Leadership positions were filled last week by both the City Council and the Pleasanton school board, but not without a bit of angst.
School board member Valerie Arkin's bid to become president of the board in 2010 in a nomination made by fellow trustee Jamie Hintzke was rejected by board members Chris Grant, Pat Kernan and Jim Ott. Instead, they chose Grant to serve a second term as president, with Kernan as clerk, as Arkin and Hintzke voted against the nomination.
Across First Street, the City Council had its own dispute after Mayor Jennifer Hosterman appointed Councilman Jerry Thorne to serve as vice mayor in the coming year. That riled Councilwoman Cindy McGovern, who wanted Councilman Matt Sullivan to have the assignment, following what McGovern said has been a tradition of rotating the vice mayor's position "so that we all have the chance to serve our community."
In the end, the Thorne appointment was approved in a 4-1 vote, with McGovern voting against it. Sullivan, who on a rotational basis would have been next in line for the post, voted to support Thorne.
"I'm voting in favor because I know that Jerry (Thorne) would do a good job as a vice mayor," Sullivan said. "I will say that I did send the mayor and city manager emails requesting that I be appointed because it was my turn. I did not receive any communication back from the mayor, but I won't hold that against Jerry."
Hosterman said that she has been appointed to serve on three more and "very important" committees that will require more meetings outside of Pleasanton each month. She explained that Thorne, who is retired, is in the city most of the time and can fill in for her as needed whereas Sullivan works in San Francisco and has less time to help her out during the daytime hours.
"So to that end, I've asked Councilman Thorne to serve as vice mayor for the coming year, and he has agreed," Hosterman added. "I agree with Councilwoman McGovern that it's very important to allow everyone serving on the council to have their turn, and everyone now has."
McGovern insisted, however, that the rotation system be honored and followed. When Hosterman again said that she needed a vice mayor who would be in Pleasanton most days, McGovern retorted, "Well, how about me? I'm here most days, too."
At the Pleasanton school board meeting, the debate over who should serve as president next year was more contentious.
Board member Jamie Hintzke said fellow trustee Valerie Arkin, who was elected to the school board in November 2008, has the experience and time to devote to the demands of the board president's office.
"The reason I chose Valerie is because we work well together, she really does have the time to talk to people in the community, she gets back to people when they call, she meets with them for coffee, she is in Pleasanton all the time, every day," Hintzke said.

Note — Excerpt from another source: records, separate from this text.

use std::{mem, vec::IntoIter};

use meridian_shared::Tick;

use crate::{
    error::WorldError,
    request::{RemoteOutcome, RequestKey},
    resource::ResourceKey,
    sync::SyncerState,
    user::UserKey,
    world::ElementKey,
};

/// Typed queues of everything observable that happened on the server since
/// the last tick. Returned by `Server::advance_tick` and consumed with
/// `events.read::<SomeEvent>()`.
pub struct WorldEvents {
    ticks: Vec<Tick>,
    connections: Vec<UserKey>,
    disconnections: Vec<UserKey>,
    spawns: Vec<ElementKey>,
    despawns: Vec<ElementKey>,
    reparents: Vec<(ElementKey, ElementKey)>,
    attachments: Vec<(ElementKey, ElementKey)>,
    detachments: Vec<(ElementKey, ElementKey)>,
    syncer_changes: Vec<(ElementKey, SyncerState)>,
    resource_starts: Vec<ResourceKey>,
    resource_stops: Vec<ResourceKey>,
    remote_responses: Vec<(RequestKey, RemoteOutcome)>,
    errors: Vec<WorldError>,
    empty: bool,
}

impl WorldEvents {
    pub(crate) fn new() -> Self {
        Self {
            ticks: Vec::new(),
            connections: Vec::new(),
            disconnections: Vec::new(),
            spawns: Vec::new(),
            despawns: Vec::new(),
            reparents: Vec::new(),
            attachments: Vec::new(),
            detachments: Vec::new(),
            syncer_changes: Vec::new(),
            resource_starts: Vec::new(),
            resource_stops: Vec::new(),
            remote_responses: Vec::new(),
            errors: Vec::new(),
            empty: true,
        }
    }

    pub fn is_empty(&self) -> bool {
        self.empty
    }

    pub fn read<V: WorldEvent>(&mut self) -> V::Iter {
        V::iter(self)
    }

    pub fn has<V: WorldEvent>(&self) -> bool {
        V::has(self)
    }

    // Crate-internal push methods

    pub(crate) fn push_tick(&mut self, tick: Tick) {
        self.ticks.push(tick);
        self.empty = false;
    }

    pub(crate) fn push_connection(&mut self, user: UserKey) {
        self.connections.push(user);
        self.empty = false;
    }

    pub(crate) fn push_disconnection(&mut self, user: UserKey) {
        self.disconnections.push(user);
        self.empty = false;
    }

    pub(crate) fn push_spawn(&mut self, element: ElementKey) {
        self.spawns.push(element);
        self.empty = false;
    }

    pub(crate) fn push_despawn(&mut self, element: ElementKey) {
        self.despawns.push(element);
        self.empty = false;
    }

    pub(crate) fn push_reparent(&mut self, element: ElementKey, new_parent: ElementKey) {
        self.reparents.push((element, new_parent));
        self.empty = false;
    }

    pub(crate) fn push_attach(&mut self, child: ElementKey, target: ElementKey) {
        self.attachments.push((child, target));
        self.empty = false;
    }

    pub(crate) fn push_detach(&mut self, child: ElementKey, target: ElementKey) {
        self.detachments.push((child, target));
        self.empty = false;
    }

    pub(crate) fn push_syncer_change(&mut self, element: ElementKey, state: SyncerState) {
        self.syncer_changes.push((element, state));
        self.empty = false;
    }

    pub(crate) fn push_resource_start(&mut self, resource: ResourceKey) {
        self.resource_starts.push(resource);
        self.empty = false;
    }

    pub(crate) fn push_resource_stop(&mut self, resource: ResourceKey) {
        self.resource_stops.push(resource);
        self.empty = false;
    }

    pub(crate) fn push_remote_response(&mut self, request: RequestKey, outcome: RemoteOutcome) {
        self.remote_responses.push((request, outcome));
        self.empty = false;
    }

    pub(crate) fn push_error(&mut self, error: WorldError) {
        self.errors.push(error);
        self.empty = false;
    }
}

/// One category of observable server happening. Implemented by marker types
/// so call sites read as `events.read::<SpawnElementEvent>()`.
pub trait WorldEvent {
    type Iter;

    fn iter(events: &mut WorldEvents) -> Self::Iter;

    fn has(events: &WorldEvents) -> bool;
}

// Tick Event
pub struct TickEvent;
impl WorldEvent for TickEvent {
    type Iter = IntoIter<Tick>;

    fn iter(events: &mut WorldEvents) -> Self::Iter {
        mem::take(&mut events.ticks).into_iter()
    }

    fn has(events: &WorldEvents) -> bool {
        !events.ticks.is_empty()
    }
}

// Connect Event
pub struct ConnectEvent;
impl WorldEvent for ConnectEvent {
    type Iter = IntoIter<UserKey>;

    fn iter(events: &mut WorldEvents) -> Self::Iter {
        mem::take(&mut events.connections).into_iter()
    }

    fn has(events: &WorldEvents) -> bool {
        !events.connections.is_empty()
    }
}

// Disconnect Event
pub struct DisconnectEvent;
impl WorldEvent for DisconnectEvent {
    type Iter = IntoIter<UserKey>;

    fn iter(events: &mut WorldEvents) -> Self::Iter {
        mem::take(&mut events.disconnections).into_iter()
    }

    fn has(events: &WorldEvents) -> bool {
        !events.disconnections.is_empty()
    }
}

// Spawn Element Event
pub struct SpawnElementEvent;
impl WorldEvent for SpawnElementEvent {
    type Iter = IntoIter<ElementKey>;

    fn iter(events: &mut WorldEvents) -> Self::Iter {
        mem::take(&mut events.spawns).into_iter()
    }

    fn has(events: &WorldEvents) -> bool {
        !events.spawns.is_empty()
    }
}

// Despawn Element Event
pub struct DespawnElementEvent;
impl WorldEvent for DespawnElementEvent {
    type Iter = IntoIter<ElementKey>;

    fn iter(events: &mut WorldEvents) -> Self::Iter {
        mem::take(&mut events.despawns).into_iter()
    }

    fn has(events: &WorldEvents) -> bool {
        !events.despawns.is_empty()
    }
}

// Reparent Element Event
pub struct ReparentElementEvent;
impl WorldEvent for ReparentElementEvent {
    type Iter = IntoIter<(ElementKey, ElementKey)>;

    fn iter(events: &mut WorldEvents) -> Self::Iter {
        mem::take(&mut events.reparents).into_iter()
    }

    fn has(events: &WorldEvents) -> bool {
        !events.reparents.is_empty()
    }
}

// Attach Event
pub struct AttachEvent;
impl WorldEvent for AttachEvent {
    type Iter = IntoIter<(ElementKey, ElementKey)>;

    fn iter(events: &mut WorldEvents) -> Self::Iter {
        mem::take(&mut events.attachments).into_iter()
    }

    fn has(events: &WorldEvents) -> bool {
        !events.attachments.is_empty()
    }
}

// Detach Event
pub struct DetachEvent;
impl WorldEvent for DetachEvent {
    type Iter = IntoIter<(ElementKey, ElementKey)>;

    fn iter(events: &mut WorldEvents) -> Self::Iter {
        mem::take(&mut events.detachments).into_iter()
    }

    fn has(events: &WorldEvents) -> bool {
        !events.detachments.is_empty()
    }
}

// Syncer Change Event
pub struct SyncerChangeEvent;
impl WorldEvent for SyncerChangeEvent {
    type Iter = IntoIter<(ElementKey, SyncerState)>;

    fn iter(events: &mut WorldEvents) -> Self::Iter {
        mem::take(&mut events.syncer_changes).into_iter()
    }

    fn has(events: &WorldEvents) -> bool {
        !events.syncer_changes.is_empty()
    }
}

// Resource Start Event
pub struct ResourceStartEvent;
impl WorldEvent for ResourceStartEvent {
    type Iter = IntoIter<ResourceKey>;

    fn iter(events: &mut WorldEvents) -> Self::Iter {
        mem::take(&mut events.resource_starts).into_iter()
    }

    fn has(events: &WorldEvents) -> bool {
        !events.resource_starts.is_empty()
    }
}

// Resource Stop Event
pub struct ResourceStopEvent;
impl WorldEvent for ResourceStopEvent {
    type Iter = IntoIter<ResourceKey>;

    fn iter(events: &mut WorldEvents) -> Self::Iter {
        mem::take(&mut events.resource_stops).into_iter()
    }

    fn has(events: &WorldEvents) -> bool {
        !events.resource_stops.is_empty()
    }
}

// Remote Response Event
pub struct RemoteResponseEvent;
impl WorldEvent for RemoteResponseEvent {
    type Iter = IntoIter<(RequestKey, RemoteOutcome)>;

    fn iter(events: &mut WorldEvents) -> Self::Iter {
        mem::take(&mut events.remote_responses).into_iter()
    }

    fn has(events: &WorldEvents) -> bool {
        !events.remote_responses.is_empty()
    }
}

// Error Event
pub struct ErrorEvent;
impl WorldEvent for ErrorEvent {
    type Iter = IntoIter<WorldError>;

    fn iter(events: &mut WorldEvents) -> Self::Iter {
        mem::take(&mut events.errors).into_iter()
    }

    fn has(events: &WorldEvents) -> bool {
        !events.errors.is_empty()
    }
}
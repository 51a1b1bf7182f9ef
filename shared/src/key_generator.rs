use std::{
    collections::VecDeque,
    time::{Duration, Instant},
};

use crate::BigMapKey;

/// Generates unique keys and recycles returned ones after a configurable
/// delay, so that a key cannot be handed out again while stale references to
/// it may still be in flight.
pub struct KeyGenerator<K: BigMapKey> {
    recycled_keys: VecDeque<(K, Instant)>,
    recycle_delay: Duration,
    next_key: u64,
}

impl<K: BigMapKey> KeyGenerator<K> {
    pub fn new(recycle_delay: Duration) -> Self {
        Self {
            recycled_keys: VecDeque::new(),
            recycle_delay,
            next_key: 0,
        }
    }

    /// Get a new, unique key.
    pub fn generate(&mut self) -> K {
        if let Some((key, returned_at)) = self.recycled_keys.front() {
            if returned_at.elapsed() >= self.recycle_delay {
                let key = *key;
                self.recycled_keys.pop_front();
                return key;
            }
        }

        let key = K::from_u64(self.next_key);
        self.next_key = self.next_key.wrapping_add(1);
        key
    }

    /// Return a key to the generator, to be reused after the recycle delay.
    pub fn recycle_key(&mut self, key: &K) {
        self.recycled_keys.push_back((*key, Instant::now()));
    }
}

#[cfg(test)]
mod tests {
    use super::*;

    #[derive(Debug, Copy, Clone, PartialEq, Eq, Hash)]
    struct TestKey(u64);

    impl BigMapKey for TestKey {
        fn to_u64(&self) -> u64 {
            self.0
        }
        fn from_u64(value: u64) -> Self {
            TestKey(value)
        }
    }

    #[test]
    fn generates_sequential_keys() {
        let mut generator: KeyGenerator<TestKey> = KeyGenerator::new(Duration::from_secs(1));
        assert_eq!(generator.generate(), TestKey(0));
        assert_eq!(generator.generate(), TestKey(1));
        assert_eq!(generator.generate(), TestKey(2));
    }

    #[test]
    fn recycled_key_is_withheld_until_delay_passes() {
        let mut generator: KeyGenerator<TestKey> = KeyGenerator::new(Duration::from_secs(60));
        let key = generator.generate();
        generator.recycle_key(&key);

        // delay has not elapsed, so a fresh key is produced instead
        assert_eq!(generator.generate(), TestKey(1));
    }

    #[test]
    fn recycled_key_is_reused_after_delay() {
        let mut generator: KeyGenerator<TestKey> = KeyGenerator::new(Duration::ZERO);
        let key = generator.generate();
        generator.recycle_key(&key);

        assert_eq!(generator.generate(), key);
    }
}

Board members agreed that two major issues facing the school district next year -- another looming budget shortfall and the June retirement of Supt. John Casey and the hiring of his replacement this spring -- will require even a greater time commitment from the board president in 2010.
Arkin said she has the time, is the one board member who doesn't have a job outside the home, and "so I would have time during the transition to work with Dr. Casey in transitioning to a new superintendent."
But the other three board members disagreed.
"I want Chris (Grant) to stay on as president," board member Jim Ott said. "This is not a popularity contest. It's really about who we think can be president during this time that can do the best job right now. We have many issues, including the transition and the budget."
Added board member Pat Kernan: "I think it's important right now as we are going through a superintendent search that we have some consistency," he said. "Chris has done a good job. I just don't think Valerie is ready in my opinion, but I would definitely support her for board clerk."
Under questioning by other board members, Grant said he would be honored to serve a second term and that he would continue to make whatever time available that will be needed to participate in meetings about the 2010-11 budget in the coming months as well as for all meetings and discussions related to the search for a new superintendent.
"We are looking at a very difficult year ahead," Grant said. "We are going to face again a most difficult budgetary situation as well as the responsibility of introducing a new superintendent to the district. I'd be happy to have the opportunity to stay on as president one more year. I think I have the time and certainly the ability to do that."
In his motion to select Grant as board president again, Ott also recommended Arkin for the clerk's position, but she declined.
Kernan was chosen clerk, a position that usually leads to being named board president in the following year. That means that if Kernan, whose term expires this year, seeks re-election to the board and wins, it's likely that he would become president of the school board in 2011.